**Collected data**
********

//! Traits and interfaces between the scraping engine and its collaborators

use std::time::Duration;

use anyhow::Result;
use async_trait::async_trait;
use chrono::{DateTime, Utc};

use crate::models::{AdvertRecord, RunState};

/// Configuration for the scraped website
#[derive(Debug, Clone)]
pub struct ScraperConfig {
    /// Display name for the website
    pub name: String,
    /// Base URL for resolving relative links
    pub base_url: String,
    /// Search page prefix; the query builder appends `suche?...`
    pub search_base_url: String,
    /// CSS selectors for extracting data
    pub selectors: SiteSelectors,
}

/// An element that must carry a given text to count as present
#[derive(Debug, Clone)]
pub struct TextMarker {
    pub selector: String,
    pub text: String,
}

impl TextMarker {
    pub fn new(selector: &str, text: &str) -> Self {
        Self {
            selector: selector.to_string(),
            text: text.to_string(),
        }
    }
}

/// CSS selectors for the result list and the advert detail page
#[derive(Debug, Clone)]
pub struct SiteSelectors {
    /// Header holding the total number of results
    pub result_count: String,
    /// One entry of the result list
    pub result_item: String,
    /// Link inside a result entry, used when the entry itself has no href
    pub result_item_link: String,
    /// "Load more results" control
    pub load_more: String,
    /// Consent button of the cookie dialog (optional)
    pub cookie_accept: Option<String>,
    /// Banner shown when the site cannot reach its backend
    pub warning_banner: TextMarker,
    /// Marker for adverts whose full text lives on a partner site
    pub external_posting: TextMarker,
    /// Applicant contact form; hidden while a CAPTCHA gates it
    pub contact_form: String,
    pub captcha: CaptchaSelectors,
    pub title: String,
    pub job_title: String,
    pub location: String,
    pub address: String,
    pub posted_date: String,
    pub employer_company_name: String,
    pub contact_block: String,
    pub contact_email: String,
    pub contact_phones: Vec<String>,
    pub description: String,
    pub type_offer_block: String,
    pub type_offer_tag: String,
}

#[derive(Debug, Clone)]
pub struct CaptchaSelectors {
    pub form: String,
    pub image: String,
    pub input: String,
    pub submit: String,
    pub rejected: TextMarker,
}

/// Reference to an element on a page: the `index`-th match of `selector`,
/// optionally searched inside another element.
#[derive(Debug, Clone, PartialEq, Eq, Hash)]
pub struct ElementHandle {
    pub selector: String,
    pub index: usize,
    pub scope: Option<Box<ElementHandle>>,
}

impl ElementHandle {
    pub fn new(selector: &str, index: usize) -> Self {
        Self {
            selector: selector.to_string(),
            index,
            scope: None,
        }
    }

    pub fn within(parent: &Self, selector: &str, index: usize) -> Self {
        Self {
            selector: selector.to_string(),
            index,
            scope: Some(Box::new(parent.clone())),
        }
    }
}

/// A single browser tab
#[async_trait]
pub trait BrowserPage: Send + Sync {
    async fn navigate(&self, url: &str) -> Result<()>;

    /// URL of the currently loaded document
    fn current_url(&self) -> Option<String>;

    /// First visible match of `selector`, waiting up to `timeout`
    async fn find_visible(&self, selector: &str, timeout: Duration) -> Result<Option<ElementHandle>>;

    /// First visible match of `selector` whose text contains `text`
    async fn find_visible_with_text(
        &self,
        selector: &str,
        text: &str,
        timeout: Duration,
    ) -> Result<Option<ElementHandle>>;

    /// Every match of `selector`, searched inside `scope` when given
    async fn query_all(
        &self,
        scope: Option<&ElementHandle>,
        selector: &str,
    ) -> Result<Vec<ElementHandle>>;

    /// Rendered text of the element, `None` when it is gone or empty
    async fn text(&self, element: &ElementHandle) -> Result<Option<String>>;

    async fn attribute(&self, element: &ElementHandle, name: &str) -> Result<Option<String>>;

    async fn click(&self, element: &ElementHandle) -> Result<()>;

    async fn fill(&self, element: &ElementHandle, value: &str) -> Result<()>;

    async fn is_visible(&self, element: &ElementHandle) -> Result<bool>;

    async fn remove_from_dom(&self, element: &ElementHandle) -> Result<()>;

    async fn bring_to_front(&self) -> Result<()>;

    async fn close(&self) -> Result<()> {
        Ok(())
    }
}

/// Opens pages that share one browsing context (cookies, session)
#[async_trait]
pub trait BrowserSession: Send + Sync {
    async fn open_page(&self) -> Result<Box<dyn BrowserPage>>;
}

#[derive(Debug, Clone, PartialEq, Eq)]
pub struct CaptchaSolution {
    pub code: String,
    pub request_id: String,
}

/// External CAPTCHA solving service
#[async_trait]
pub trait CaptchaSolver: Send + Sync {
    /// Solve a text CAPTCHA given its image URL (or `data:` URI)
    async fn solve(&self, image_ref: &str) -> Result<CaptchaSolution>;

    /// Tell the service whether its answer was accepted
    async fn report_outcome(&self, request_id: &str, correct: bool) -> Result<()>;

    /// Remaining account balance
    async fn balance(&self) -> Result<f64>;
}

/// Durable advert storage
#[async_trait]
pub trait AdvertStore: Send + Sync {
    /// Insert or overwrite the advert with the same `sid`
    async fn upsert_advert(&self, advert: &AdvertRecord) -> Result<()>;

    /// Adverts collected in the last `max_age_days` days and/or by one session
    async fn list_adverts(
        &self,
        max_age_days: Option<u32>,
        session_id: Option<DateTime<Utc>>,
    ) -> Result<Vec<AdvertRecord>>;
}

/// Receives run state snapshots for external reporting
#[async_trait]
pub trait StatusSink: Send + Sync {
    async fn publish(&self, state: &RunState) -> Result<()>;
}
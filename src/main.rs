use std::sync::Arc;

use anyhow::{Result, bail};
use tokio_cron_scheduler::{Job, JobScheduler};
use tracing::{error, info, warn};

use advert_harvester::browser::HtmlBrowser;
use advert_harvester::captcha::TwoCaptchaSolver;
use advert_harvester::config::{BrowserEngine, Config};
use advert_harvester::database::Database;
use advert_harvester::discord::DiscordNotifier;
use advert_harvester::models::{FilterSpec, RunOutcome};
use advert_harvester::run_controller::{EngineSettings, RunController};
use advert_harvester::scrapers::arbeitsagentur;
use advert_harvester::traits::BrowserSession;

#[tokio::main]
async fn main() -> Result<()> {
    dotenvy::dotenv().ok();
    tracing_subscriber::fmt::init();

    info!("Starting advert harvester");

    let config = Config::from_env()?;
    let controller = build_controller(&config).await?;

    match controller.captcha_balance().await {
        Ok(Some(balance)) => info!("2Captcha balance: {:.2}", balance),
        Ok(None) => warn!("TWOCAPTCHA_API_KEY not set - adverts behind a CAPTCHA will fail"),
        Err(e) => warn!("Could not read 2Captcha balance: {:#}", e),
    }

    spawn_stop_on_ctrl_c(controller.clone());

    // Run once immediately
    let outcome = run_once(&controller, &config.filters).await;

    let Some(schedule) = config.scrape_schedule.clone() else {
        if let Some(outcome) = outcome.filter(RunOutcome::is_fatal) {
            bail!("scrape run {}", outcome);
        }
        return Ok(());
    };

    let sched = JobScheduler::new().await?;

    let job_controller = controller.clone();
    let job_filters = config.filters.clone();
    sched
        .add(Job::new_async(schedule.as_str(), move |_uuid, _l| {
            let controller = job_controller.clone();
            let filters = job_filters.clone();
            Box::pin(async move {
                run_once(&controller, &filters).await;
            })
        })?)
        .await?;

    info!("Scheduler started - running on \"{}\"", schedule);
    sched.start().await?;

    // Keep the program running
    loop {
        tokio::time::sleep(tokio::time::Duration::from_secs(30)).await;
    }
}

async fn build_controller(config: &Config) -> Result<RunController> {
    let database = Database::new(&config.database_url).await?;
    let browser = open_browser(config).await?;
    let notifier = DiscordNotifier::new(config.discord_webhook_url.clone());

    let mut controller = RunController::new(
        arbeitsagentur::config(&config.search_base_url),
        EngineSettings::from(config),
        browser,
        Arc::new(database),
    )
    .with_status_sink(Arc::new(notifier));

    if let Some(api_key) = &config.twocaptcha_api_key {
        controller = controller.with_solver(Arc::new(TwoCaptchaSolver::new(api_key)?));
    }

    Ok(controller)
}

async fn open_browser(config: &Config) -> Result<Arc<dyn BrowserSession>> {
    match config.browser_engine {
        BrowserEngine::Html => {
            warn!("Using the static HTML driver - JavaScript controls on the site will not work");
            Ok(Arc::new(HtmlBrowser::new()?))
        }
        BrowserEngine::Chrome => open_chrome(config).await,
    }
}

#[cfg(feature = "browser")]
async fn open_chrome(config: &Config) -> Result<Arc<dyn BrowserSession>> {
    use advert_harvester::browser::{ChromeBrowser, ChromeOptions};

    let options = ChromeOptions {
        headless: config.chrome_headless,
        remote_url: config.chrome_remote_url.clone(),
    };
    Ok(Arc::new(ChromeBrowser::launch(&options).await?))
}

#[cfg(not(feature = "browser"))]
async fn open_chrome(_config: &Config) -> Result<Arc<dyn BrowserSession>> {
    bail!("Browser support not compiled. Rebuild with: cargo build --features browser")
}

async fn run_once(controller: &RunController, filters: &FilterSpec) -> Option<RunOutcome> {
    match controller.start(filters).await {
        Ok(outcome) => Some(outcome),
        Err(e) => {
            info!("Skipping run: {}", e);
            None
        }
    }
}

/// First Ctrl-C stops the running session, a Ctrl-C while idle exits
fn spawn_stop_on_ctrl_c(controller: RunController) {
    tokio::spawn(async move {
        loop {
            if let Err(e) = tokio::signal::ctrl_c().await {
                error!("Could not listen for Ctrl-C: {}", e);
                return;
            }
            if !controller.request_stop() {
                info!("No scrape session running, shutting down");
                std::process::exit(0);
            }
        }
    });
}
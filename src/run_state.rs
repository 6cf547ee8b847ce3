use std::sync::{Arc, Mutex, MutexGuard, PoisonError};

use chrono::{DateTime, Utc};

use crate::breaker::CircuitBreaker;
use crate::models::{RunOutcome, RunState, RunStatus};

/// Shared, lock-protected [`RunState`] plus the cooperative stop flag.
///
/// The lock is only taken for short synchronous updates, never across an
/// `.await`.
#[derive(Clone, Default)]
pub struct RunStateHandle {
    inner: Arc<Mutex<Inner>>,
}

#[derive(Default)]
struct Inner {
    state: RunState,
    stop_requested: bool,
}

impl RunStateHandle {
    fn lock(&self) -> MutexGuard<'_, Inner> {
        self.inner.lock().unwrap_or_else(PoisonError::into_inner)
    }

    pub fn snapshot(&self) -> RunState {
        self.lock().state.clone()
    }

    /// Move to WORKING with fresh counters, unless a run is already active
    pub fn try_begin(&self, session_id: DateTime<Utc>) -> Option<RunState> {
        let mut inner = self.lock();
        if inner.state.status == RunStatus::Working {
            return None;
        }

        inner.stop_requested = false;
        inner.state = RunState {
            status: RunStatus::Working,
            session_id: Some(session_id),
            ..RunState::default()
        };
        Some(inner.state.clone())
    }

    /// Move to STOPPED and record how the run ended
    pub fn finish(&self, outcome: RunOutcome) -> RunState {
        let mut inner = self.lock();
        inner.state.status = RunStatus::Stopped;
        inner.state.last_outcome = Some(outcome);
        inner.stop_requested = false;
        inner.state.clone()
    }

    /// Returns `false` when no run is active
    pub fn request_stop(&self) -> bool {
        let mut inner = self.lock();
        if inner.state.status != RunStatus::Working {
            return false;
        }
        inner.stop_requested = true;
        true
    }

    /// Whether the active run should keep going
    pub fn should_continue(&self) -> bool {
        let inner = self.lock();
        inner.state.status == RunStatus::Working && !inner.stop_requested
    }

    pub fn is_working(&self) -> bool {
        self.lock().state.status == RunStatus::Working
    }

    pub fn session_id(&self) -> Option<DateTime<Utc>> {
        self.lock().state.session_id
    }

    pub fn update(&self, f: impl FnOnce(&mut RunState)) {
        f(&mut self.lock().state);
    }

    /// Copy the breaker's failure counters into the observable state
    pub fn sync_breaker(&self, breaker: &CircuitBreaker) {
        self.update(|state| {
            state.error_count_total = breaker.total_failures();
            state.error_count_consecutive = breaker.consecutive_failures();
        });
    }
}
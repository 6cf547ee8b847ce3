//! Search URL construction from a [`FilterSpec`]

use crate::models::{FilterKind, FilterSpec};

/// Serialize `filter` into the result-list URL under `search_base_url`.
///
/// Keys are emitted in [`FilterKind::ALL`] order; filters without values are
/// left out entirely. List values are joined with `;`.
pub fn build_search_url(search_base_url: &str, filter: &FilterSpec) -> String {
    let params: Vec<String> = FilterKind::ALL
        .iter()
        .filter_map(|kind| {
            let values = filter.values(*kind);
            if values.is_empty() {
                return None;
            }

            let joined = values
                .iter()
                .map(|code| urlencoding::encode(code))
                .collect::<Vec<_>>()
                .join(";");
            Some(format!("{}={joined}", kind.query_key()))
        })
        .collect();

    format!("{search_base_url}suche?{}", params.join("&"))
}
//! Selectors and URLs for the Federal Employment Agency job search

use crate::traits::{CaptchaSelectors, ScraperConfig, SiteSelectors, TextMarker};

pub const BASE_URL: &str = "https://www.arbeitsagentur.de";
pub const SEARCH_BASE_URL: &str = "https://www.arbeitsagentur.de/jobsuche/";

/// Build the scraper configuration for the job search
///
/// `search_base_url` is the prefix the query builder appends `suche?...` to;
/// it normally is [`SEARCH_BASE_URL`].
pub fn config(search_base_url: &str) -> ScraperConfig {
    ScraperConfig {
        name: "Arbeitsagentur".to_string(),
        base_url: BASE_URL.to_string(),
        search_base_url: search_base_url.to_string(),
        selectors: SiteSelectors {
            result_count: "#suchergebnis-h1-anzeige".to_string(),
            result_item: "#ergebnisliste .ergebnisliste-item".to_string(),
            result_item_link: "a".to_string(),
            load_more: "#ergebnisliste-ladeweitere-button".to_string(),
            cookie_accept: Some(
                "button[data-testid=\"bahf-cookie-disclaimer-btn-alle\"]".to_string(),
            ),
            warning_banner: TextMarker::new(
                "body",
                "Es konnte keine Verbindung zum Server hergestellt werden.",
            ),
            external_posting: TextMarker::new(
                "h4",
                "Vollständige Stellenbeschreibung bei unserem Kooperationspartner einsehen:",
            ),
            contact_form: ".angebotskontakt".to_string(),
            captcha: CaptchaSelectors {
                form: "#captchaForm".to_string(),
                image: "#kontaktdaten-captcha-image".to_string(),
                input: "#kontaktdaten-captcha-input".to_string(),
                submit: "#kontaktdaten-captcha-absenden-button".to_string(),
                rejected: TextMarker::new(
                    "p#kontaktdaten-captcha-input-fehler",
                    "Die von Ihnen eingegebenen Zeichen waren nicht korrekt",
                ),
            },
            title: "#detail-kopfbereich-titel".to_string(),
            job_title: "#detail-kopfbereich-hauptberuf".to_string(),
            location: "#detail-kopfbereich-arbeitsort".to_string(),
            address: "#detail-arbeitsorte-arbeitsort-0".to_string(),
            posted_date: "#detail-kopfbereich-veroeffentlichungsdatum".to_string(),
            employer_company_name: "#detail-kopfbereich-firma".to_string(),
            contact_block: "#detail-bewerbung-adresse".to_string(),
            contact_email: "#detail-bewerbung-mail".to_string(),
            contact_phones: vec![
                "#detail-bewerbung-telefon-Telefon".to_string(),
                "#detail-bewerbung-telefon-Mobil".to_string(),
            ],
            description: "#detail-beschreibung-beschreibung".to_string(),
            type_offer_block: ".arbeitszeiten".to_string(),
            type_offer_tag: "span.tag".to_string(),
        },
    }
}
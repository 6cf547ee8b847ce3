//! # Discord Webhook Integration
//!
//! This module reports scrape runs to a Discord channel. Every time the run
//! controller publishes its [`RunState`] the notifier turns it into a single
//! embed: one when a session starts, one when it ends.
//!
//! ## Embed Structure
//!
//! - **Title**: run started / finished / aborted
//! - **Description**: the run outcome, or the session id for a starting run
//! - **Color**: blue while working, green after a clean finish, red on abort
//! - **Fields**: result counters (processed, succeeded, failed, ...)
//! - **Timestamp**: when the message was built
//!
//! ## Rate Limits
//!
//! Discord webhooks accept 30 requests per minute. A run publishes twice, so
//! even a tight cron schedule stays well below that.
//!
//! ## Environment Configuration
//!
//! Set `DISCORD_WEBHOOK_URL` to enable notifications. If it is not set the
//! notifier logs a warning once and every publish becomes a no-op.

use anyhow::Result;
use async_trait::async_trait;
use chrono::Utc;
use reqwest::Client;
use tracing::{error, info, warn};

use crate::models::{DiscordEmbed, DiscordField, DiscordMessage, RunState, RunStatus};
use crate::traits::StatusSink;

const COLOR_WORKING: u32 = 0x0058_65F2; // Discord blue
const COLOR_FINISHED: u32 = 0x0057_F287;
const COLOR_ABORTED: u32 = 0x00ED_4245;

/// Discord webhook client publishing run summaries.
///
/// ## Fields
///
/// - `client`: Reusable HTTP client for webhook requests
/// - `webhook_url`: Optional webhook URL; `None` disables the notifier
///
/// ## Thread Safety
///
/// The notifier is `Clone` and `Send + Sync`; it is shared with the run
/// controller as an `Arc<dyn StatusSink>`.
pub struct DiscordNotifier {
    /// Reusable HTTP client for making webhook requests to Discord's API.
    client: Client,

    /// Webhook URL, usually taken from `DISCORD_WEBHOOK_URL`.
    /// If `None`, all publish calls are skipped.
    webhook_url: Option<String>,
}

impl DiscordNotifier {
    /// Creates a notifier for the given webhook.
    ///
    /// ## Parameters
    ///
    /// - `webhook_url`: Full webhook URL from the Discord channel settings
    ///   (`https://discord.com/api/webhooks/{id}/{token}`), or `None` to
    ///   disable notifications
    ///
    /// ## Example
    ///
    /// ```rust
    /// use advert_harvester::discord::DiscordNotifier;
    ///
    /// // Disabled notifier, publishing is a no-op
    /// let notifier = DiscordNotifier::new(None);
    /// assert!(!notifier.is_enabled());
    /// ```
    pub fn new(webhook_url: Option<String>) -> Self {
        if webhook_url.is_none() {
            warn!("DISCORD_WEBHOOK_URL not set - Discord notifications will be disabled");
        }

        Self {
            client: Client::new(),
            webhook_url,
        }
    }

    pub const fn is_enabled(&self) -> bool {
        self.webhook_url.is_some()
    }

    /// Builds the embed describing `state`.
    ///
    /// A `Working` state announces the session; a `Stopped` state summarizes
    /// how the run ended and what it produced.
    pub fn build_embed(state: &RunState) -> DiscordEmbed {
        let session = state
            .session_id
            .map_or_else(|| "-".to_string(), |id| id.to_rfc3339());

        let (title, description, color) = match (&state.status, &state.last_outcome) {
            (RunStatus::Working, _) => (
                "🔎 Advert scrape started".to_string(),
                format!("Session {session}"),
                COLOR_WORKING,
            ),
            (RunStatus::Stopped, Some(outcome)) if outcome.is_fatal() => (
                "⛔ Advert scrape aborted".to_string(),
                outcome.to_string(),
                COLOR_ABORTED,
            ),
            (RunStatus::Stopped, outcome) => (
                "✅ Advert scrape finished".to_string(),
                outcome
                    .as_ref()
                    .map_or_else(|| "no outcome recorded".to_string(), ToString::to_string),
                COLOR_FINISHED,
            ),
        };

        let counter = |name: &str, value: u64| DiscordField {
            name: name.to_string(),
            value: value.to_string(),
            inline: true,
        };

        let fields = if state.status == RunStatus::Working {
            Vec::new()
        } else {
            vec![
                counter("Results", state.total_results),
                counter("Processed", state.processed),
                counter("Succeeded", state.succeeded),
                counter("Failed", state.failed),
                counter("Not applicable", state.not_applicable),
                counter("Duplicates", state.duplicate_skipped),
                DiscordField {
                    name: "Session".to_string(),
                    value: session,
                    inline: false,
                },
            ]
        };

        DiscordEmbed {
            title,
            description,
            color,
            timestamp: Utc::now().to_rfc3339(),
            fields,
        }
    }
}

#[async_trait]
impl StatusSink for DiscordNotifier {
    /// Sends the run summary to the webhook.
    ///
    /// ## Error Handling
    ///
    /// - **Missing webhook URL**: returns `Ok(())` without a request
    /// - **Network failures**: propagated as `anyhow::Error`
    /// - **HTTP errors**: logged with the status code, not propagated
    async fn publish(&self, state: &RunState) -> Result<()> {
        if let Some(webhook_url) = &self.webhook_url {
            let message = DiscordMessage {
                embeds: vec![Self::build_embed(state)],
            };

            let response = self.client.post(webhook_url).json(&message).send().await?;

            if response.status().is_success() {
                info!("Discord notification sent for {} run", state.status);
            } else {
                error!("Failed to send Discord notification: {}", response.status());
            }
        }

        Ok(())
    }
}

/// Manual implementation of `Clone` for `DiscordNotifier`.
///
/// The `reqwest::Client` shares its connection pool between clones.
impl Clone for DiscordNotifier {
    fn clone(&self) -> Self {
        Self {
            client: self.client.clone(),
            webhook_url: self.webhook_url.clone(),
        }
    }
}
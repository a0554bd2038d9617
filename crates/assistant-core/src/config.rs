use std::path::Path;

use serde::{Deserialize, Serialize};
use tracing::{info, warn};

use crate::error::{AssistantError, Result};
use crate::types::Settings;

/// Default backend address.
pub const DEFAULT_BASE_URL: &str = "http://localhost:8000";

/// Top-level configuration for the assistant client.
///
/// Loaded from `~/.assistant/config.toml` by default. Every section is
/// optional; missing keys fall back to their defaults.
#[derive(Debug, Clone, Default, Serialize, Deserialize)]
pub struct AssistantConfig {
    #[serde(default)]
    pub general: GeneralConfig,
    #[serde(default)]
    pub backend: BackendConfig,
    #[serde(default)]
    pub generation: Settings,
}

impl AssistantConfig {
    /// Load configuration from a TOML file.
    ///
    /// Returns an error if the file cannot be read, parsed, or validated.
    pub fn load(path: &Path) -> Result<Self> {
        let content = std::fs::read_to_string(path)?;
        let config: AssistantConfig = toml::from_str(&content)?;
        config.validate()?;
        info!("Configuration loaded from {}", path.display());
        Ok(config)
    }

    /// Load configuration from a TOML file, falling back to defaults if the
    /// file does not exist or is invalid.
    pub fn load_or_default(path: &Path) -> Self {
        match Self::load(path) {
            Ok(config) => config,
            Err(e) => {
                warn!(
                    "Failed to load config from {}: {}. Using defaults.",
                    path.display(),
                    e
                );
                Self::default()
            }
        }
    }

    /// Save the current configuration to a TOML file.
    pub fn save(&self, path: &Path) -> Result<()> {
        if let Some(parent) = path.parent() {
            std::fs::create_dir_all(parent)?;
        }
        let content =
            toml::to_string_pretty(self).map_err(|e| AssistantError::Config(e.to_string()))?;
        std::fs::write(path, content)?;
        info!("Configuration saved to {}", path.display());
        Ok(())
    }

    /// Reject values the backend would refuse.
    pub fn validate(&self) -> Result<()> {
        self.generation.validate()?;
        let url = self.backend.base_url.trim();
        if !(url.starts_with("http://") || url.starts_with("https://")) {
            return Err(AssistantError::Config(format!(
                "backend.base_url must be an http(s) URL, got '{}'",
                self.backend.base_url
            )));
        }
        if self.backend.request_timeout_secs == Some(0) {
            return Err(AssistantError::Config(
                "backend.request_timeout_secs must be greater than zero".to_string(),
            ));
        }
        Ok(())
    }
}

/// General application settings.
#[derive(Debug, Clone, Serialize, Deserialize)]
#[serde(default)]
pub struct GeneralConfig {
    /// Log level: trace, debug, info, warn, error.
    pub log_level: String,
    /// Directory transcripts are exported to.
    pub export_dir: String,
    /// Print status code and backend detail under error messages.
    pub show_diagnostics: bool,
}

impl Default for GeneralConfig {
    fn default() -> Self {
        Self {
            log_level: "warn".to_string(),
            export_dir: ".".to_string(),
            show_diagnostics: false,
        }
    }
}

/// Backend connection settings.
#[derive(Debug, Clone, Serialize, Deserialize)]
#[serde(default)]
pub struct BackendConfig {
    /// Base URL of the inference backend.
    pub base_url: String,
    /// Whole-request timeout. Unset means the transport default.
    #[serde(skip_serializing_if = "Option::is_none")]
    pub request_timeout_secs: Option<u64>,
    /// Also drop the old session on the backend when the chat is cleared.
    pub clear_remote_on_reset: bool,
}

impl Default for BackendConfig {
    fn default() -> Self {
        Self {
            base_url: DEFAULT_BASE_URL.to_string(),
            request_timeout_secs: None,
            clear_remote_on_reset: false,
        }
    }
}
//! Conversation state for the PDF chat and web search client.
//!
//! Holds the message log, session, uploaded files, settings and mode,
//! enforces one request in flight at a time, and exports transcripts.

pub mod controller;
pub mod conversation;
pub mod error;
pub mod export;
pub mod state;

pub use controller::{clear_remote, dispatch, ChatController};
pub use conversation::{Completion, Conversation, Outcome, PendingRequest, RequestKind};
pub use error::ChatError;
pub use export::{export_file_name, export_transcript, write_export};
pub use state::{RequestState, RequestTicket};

********

**Task brief**
Look through the entries above, find each line containing "started", and copy it.

**Exercise result**
    info!("Scheduler started - running on \"{}\"", schedule);
//! - **Title**: run started / finished / aborted
                "🔎 Advert scrape started".to_string(),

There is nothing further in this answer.